UDC 519.281
MATHEMATICS
Submitted 1970-01-01 | RussiaRxiv: ru-197001.18510 | Translated from Russian

Full Text

UDC 519.281

MATHEMATICS

Academician Yu. V. LINNIK, I. V. ROMANOVSKII

ON THE THEORY OF SEQUENTIAL ESTIMATION

The present note is adjacent to our preceding note \((^{1})\) and uses its terminology; we also rely substantially on the note of I. A. Ibragimov and R. Z. Khas’minskii \((^{2})\). In the theory of sequential estimation one may distinguish results of an asymptotic character (see, for example, \((^{3-6})\)) and of an “exact” character (see \((^{1, 7-9})\)). We shall indicate here results in both directions.

We shall consider a repeated scalar sample \(x_1, x_2,\ldots\) from a population belonging to a family of distributions \(P_\theta\). We shall assume \(\theta \in \Theta\) to be a scalar parameter, specified in some interval \(\Theta\), and assume that there exists a density \(f(x,\theta)\) with respect to Lebesgue or counting measure. Quantities of the form \(\partial^n \ln f(x,\theta)/\partial \theta^n\), \(k=0,1,2,\ldots\), if they exist, we shall call information quantities; as is known, \(-E_\theta(\partial^2 \ln f(x,\theta)/\partial \theta^2)\) is the Fisher information quantity (\(E_\theta\) denotes expectation for the value of the parameter \(\theta\)).

In the note of I. A. Ibragimov and R. Z. Khas’minskii \((^{2})\), under certain conditions imposed on \(f(x,\theta)\) (mainly on the information quantities)—conditions which we shall henceforth call conditions I–X on the absence of discontinuities in the information quantities (they concern only quantities with \(n \le 20\))—there is given, in particular, the asymptotic behavior of the variance of Pitman’s estimate \(\tilde{\theta}_n\) for the parameter \(\theta\). Pitman’s estimate \(\tilde{\theta}_n\) has the form

\[ \tilde{\theta}_n=\int \theta p_n(\theta),\quad \text{where } p_n(\theta)=\prod_{i=1}^{n} f(x_i,\theta)\Big/ \int\left(\prod_{i=1}^{n} f(x_i,\theta)\right)d\theta. \]

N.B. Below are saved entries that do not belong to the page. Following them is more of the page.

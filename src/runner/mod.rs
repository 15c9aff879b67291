//! Reference collaborators for the installer.
//!
//! The installer core only knows the [`RuleEngine`] and
//! [`DescriptionLoader`] traits; this module provides the stock
//! implementations the CLI wires in: a TOML build-description loader and
//! a rule engine that shells out for commands. Alternative evaluators
//! (a different description language, a containerized engine) plug in by
//! implementing the same traits.
//!
//! # Build description format
//!
//! A bundle describes itself in a `bundle.toml` at its source root:
//!
//! ```toml
//! dependencies = [
//!     "git::https://example.com/dep.git::v1.2.0",
//!     { repo = "https://example.com/other.git" },
//! ]
//!
//! [rules.build]
//! commands = ["make -j${BPM_WORKERS}"]
//!
//! [rules.install]
//! copy = [
//!     { src = "libfoo.a", dest = "lib" },
//!     { src = "foo.h", dest = "header" },
//! ]
//! ```
//!
//! Declared dependencies are compiled into the `install-deps` rule as
//! installer callbacks, appended after any commands the bundle defines
//! under `[rules.install-deps]` itself.

use crate::core::BpmError;
use crate::descriptor::RawDependency;
use crate::installer::{
    BuildDescription, CopyDest, DescriptionLoader, HostBindings, PhaseContext, Rule, RuleAction,
    RuleEngine, RuleSet,
};
use anyhow::{Context, Result, bail};
use serde::Deserialize;
use std::collections::HashMap;
use std::path::{Path, PathBuf};

/// Build description file name, looked up at the bundle source root.
pub const BUILD_DESCRIPTION: &str = "bundle.toml";

#[derive(Debug, Deserialize)]
#[serde(deny_unknown_fields)]
struct DescriptionFile {
    #[serde(default)]
    dependencies: Vec<RawDependency>,
    #[serde(default)]
    rules: HashMap<String, RuleFile>,
}

#[derive(Debug, Deserialize)]
#[serde(deny_unknown_fields)]
struct RuleFile {
    #[serde(default)]
    commands: Vec<String>,
    #[serde(default)]
    copy: Vec<CopyFile>,
}

#[derive(Debug, Deserialize)]
#[serde(deny_unknown_fields)]
struct CopyFile {
    src: PathBuf,
    dest: String,
}

fn parse_dest(raw: &str) -> Result<CopyDest> {
    match raw {
        "module" => Ok(CopyDest::Module),
        "header" | "include" => Ok(CopyDest::Header),
        "lib" => Ok(CopyDest::Lib),
        "bin" => Ok(CopyDest::Bin),
        other => bail!("unknown copy destination '{other}' (expected module, header, lib or bin)"),
    }
}

/// Loads `bundle.toml` build descriptions.
///
/// Evaluation only sees the description file and the host bindings the
/// installer passes in; nothing from the caller's state leaks through.
#[derive(Debug, Default, Clone)]
pub struct TomlDescriptionLoader;

impl DescriptionLoader for TomlDescriptionLoader {
    async fn load(&self, dir: &Path, _bindings: &HostBindings) -> Result<BuildDescription> {
        let path = dir.join(BUILD_DESCRIPTION);
        if !path.exists() {
            return Err(BpmError::BuildDescriptionNotFound {
                path: path.display().to_string(),
            }
            .into());
        }
        let raw = tokio::fs::read_to_string(&path)
            .await
            .with_context(|| format!("reading {}", path.display()))?;
        let file: DescriptionFile = toml::from_str(&raw)
            .with_context(|| format!("parsing {}", path.display()))?;

        let mut rules = RuleSet::new();
        for (name, entry) in file.rules {
            let mut actions = Vec::with_capacity(entry.commands.len() + entry.copy.len());
            actions.extend(entry.commands.into_iter().map(RuleAction::Command));
            for copy in entry.copy {
                actions.push(RuleAction::Copy {
                    src: copy.src,
                    dest: parse_dest(&copy.dest)
                        .with_context(|| format!("in rule '{name}' of {}", path.display()))?,
                });
            }
            rules.insert(name, Rule { actions });
        }

        // Declared dependencies become installer callbacks at the end of
        // the install-deps rule.
        let mut deps_rule = rules.get("install-deps").cloned().unwrap_or_default();
        deps_rule.actions.extend(
            file.dependencies
                .iter()
                .cloned()
                .map(RuleAction::InstallDependency),
        );
        rules.insert("install-deps", deps_rule);

        Ok(BuildDescription {
            rules,
            dependencies: file.dependencies,
        })
    }
}

/// Rule engine that runs commands through the system shell-less spawn.
///
/// Command lines are split with shell-words (no shell interpolation
/// beyond that), spawned in the current working directory with the host
/// environment overrides applied, and streamed to the user's terminal.
/// The worker count is not interpreted here; it reaches build tools
/// through the `BPM_WORKERS` override.
#[derive(Debug, Default, Clone)]
pub struct ShellRuleEngine;

impl RuleEngine for ShellRuleEngine {
    async fn run_targets(
        &self,
        rules: &RuleSet,
        targets: &[&str],
        ctx: &PhaseContext<'_>,
    ) -> Result<()> {
        for target in targets {
            let Some(rule) = rules.get(target) else {
                tracing::debug!(target: "runner", "no rule for target '{target}', skipping");
                continue;
            };
            for action in &rule.actions {
                match action {
                    RuleAction::Command(line) => run_command(line, ctx.env).await?,
                    RuleAction::Copy { src, dest } => copy_into_root(src, *dest, ctx)?,
                    RuleAction::InstallDependency(dep) => {
                        ctx.installer.install_dependency(dep).await?;
                    }
                }
            }
        }
        Ok(())
    }
}

async fn run_command(line: &str, env: &[(String, String)]) -> Result<()> {
    let argv = shell_words::split(line).with_context(|| format!("parsing command '{line}'"))?;
    let Some((program, args)) = argv.split_first() else {
        return Ok(());
    };
    tracing::debug!(target: "runner", "running: {line}");
    let status = tokio::process::Command::new(program)
        .args(args)
        .envs(env.iter().map(|(k, v)| (k.as_str(), v.as_str())))
        .status()
        .await
        .with_context(|| format!("spawning '{program}'"))?;
    if !status.success() {
        bail!("command '{line}' exited with {status}");
    }
    Ok(())
}

fn copy_into_root(src: &Path, dest: CopyDest, ctx: &PhaseContext<'_>) -> Result<()> {
    let root = dest.root(ctx.roots);
    std::fs::create_dir_all(root).with_context(|| format!("creating {}", root.display()))?;
    let file_name = src
        .file_name()
        .with_context(|| format!("copy source '{}' has no file name", src.display()))?;
    let destination = root.join(file_name);
    std::fs::copy(src, &destination).with_context(|| {
        format!("copying {} to {}", src.display(), destination.display())
    })?;
    tracing::info!(target: "runner", "installed {}", destination.display());
    ctx.tracker.record(destination);
    Ok(())
}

In the interesting works \((^{3-6})\) on the asymptotic theory of processes of sequential estimation, a Bayesian approach to the question is adopted; in the present note we shall adopt a non-Bayesian approach. We shall consider a sequential estimation plan \(S=\{\tau,T_\tau\}\) as a pair consisting of a Markov stopping time \(\tau\) and a statistic \(T_\tau\), estimating a given function \(g(\theta)\) unbiasedly or asymptotically unbiasedly. We consider the problem of finding an optimal plan \(S\), minimizing the quantity \(E_\theta(T_\tau-g(\theta))^2\) under the condition

\[ E_\theta \tau \le n, \tag{1} \]

where \(n\) is a given positive number. A plan \(S\) that is optimal for all values \(\theta \in \Theta\) will exist very rarely, and we shall consider here only asymptotically optimal plans. The following theorems illustrate the point of view according to which, when conditions I–X on the absence of discontinuities in the information quantities are observed, the use of sequential analysis can give only an infinitely small relative gain in mean-square deviation in comparison with the fixed-sample-size method.

Theorem 1. Let \(\theta\) be a shift parameter \((f(x,\theta))=f(x-\theta)\), and suppose that conditions I–X on the absence of discontinuities in the information quantities are fulfilled. Then \(\bar{\theta}_{[n]}\) is an unbiased estimate of \(\theta\), and for any sequential plan

of sequential unbiased estimation we have

\[ D(T_\tau) \geq D(\bar{\theta}_{[n]})\left(1+O(1/n)\right). \tag{2} \]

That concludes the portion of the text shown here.